━━ Source material
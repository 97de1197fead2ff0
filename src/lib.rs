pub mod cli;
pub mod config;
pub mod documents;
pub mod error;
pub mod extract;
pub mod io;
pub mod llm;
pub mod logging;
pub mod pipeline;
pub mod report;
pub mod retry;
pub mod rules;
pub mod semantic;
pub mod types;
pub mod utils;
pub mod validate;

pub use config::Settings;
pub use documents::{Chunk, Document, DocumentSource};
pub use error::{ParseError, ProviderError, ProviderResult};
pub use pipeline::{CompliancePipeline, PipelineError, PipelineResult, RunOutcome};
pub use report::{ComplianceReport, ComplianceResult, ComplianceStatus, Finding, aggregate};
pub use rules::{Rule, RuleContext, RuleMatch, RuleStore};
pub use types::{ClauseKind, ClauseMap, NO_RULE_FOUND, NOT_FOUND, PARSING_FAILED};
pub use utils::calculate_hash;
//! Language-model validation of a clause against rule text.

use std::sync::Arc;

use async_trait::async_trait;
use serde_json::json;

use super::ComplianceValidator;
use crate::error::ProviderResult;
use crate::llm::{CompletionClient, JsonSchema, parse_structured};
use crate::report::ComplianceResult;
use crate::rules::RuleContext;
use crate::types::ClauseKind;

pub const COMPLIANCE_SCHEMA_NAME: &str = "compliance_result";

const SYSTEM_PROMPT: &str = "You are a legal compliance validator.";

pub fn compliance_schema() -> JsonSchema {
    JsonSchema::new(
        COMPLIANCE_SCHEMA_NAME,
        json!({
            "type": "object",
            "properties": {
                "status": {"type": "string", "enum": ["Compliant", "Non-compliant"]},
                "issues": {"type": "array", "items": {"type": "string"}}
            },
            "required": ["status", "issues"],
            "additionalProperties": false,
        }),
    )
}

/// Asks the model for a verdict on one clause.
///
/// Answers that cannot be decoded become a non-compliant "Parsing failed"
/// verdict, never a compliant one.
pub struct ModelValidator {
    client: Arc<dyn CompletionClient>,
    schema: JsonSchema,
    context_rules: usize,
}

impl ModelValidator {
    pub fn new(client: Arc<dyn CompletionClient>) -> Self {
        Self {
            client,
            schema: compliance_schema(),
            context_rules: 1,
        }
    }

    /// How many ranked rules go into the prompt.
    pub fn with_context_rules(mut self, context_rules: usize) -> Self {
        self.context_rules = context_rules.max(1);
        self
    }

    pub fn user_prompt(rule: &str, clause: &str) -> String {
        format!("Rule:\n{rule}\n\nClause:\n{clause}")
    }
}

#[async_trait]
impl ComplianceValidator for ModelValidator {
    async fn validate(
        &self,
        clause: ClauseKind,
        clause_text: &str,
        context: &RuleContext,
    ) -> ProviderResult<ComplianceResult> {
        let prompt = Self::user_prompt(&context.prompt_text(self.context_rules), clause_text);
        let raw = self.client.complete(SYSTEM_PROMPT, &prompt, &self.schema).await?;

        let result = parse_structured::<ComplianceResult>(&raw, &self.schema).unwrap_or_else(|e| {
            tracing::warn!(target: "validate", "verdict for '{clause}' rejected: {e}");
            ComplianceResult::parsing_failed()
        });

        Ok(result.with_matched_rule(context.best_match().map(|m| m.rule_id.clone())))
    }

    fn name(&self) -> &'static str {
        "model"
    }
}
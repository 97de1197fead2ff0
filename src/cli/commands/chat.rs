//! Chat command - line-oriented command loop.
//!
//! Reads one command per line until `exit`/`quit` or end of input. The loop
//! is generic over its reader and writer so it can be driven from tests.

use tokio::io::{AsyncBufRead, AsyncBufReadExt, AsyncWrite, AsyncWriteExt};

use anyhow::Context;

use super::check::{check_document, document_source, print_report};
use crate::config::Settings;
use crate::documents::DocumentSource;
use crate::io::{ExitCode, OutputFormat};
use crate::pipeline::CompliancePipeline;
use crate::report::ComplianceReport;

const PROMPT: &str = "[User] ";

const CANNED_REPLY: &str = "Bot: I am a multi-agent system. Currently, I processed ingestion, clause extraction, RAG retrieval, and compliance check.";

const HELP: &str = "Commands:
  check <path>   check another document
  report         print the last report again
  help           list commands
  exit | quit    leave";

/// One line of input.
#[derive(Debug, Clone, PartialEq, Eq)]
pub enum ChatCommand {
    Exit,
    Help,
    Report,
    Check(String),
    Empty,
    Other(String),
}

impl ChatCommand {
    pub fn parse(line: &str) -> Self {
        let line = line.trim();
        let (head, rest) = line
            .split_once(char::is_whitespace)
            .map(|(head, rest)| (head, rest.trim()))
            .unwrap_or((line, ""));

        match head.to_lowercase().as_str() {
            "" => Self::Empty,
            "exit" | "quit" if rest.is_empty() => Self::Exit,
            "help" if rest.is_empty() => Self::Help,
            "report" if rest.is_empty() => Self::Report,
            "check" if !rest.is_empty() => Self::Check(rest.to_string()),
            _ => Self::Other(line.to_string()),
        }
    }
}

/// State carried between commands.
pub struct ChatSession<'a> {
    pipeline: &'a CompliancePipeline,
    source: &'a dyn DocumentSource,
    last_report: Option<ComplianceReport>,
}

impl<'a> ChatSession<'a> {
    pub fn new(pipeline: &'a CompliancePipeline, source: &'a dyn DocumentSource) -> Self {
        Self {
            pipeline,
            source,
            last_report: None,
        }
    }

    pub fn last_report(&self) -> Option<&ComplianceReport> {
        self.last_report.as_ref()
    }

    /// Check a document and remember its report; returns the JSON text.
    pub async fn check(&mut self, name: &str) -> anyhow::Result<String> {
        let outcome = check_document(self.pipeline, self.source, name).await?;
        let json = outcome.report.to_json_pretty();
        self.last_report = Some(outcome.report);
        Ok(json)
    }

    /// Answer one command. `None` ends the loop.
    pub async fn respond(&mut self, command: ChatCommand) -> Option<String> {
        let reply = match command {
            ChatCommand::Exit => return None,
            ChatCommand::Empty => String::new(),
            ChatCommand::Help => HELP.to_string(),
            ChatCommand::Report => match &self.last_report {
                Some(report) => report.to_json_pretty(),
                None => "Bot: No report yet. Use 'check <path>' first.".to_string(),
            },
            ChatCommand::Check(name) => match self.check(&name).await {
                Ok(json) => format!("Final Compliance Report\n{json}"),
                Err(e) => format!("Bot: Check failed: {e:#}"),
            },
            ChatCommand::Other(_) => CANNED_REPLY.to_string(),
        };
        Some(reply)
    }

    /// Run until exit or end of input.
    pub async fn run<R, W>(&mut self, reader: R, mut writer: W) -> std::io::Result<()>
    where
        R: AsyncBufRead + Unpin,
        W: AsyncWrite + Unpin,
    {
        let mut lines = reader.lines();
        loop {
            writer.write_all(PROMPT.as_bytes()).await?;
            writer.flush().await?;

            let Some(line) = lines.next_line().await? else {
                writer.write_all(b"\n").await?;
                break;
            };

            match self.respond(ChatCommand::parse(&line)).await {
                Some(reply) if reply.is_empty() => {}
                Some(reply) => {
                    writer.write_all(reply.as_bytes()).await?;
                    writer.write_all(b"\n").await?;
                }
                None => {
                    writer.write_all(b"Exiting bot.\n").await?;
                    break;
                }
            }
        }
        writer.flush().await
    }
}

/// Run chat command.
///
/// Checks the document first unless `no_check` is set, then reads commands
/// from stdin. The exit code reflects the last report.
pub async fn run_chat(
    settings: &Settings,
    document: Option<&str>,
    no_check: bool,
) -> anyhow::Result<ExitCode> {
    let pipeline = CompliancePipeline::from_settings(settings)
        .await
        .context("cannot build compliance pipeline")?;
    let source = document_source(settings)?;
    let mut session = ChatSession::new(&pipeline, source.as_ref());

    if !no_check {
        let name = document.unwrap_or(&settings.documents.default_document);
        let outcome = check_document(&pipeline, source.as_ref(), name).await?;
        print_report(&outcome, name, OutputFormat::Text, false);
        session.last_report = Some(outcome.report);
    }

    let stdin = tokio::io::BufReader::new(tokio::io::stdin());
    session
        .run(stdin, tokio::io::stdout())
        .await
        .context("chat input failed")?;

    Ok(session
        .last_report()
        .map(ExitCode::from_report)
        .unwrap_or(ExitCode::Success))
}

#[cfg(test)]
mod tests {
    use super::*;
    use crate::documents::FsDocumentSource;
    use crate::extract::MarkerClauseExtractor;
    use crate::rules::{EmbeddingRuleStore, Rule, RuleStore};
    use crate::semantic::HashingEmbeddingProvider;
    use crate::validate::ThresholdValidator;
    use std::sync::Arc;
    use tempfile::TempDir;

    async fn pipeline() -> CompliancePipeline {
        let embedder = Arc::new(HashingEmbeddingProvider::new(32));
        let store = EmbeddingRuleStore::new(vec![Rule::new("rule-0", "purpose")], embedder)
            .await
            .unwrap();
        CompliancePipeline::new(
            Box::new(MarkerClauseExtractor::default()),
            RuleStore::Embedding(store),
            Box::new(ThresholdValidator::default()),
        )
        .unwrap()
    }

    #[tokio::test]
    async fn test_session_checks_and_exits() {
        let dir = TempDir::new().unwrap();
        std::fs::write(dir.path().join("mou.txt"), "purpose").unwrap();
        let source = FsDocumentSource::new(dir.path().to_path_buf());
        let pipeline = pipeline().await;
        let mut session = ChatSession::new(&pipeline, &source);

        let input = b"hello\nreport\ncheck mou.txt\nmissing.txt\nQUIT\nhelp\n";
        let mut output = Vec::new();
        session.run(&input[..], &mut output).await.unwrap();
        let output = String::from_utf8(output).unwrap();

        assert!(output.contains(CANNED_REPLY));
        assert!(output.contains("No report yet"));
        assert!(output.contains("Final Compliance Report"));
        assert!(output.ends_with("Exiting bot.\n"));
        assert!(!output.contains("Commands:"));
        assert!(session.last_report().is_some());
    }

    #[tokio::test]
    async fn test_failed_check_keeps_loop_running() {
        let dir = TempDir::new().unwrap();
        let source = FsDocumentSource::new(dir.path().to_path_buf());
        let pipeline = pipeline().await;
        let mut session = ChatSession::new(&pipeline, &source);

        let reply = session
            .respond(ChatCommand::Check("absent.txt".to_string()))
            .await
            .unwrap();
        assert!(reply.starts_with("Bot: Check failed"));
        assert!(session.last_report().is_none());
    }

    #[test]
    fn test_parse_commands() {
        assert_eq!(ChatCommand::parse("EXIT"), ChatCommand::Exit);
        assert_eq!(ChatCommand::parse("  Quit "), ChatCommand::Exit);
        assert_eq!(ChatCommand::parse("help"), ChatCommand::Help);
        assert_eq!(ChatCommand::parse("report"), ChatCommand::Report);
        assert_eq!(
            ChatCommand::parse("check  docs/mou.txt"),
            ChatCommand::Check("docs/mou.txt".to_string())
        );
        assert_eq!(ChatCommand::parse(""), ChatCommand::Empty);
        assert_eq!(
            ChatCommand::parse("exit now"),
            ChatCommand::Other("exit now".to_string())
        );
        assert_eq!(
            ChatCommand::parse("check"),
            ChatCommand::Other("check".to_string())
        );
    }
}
━━━━
### Problem to solve
Search the entries for the word "compliant" and copy every line that holds it.

### Response area
                "status": {"type": "string", "enum": ["Compliant", "Non-compliant"]},
/// Answers that cannot be decoded become a non-compliant "Parsing failed"
/// verdict, never a compliant one.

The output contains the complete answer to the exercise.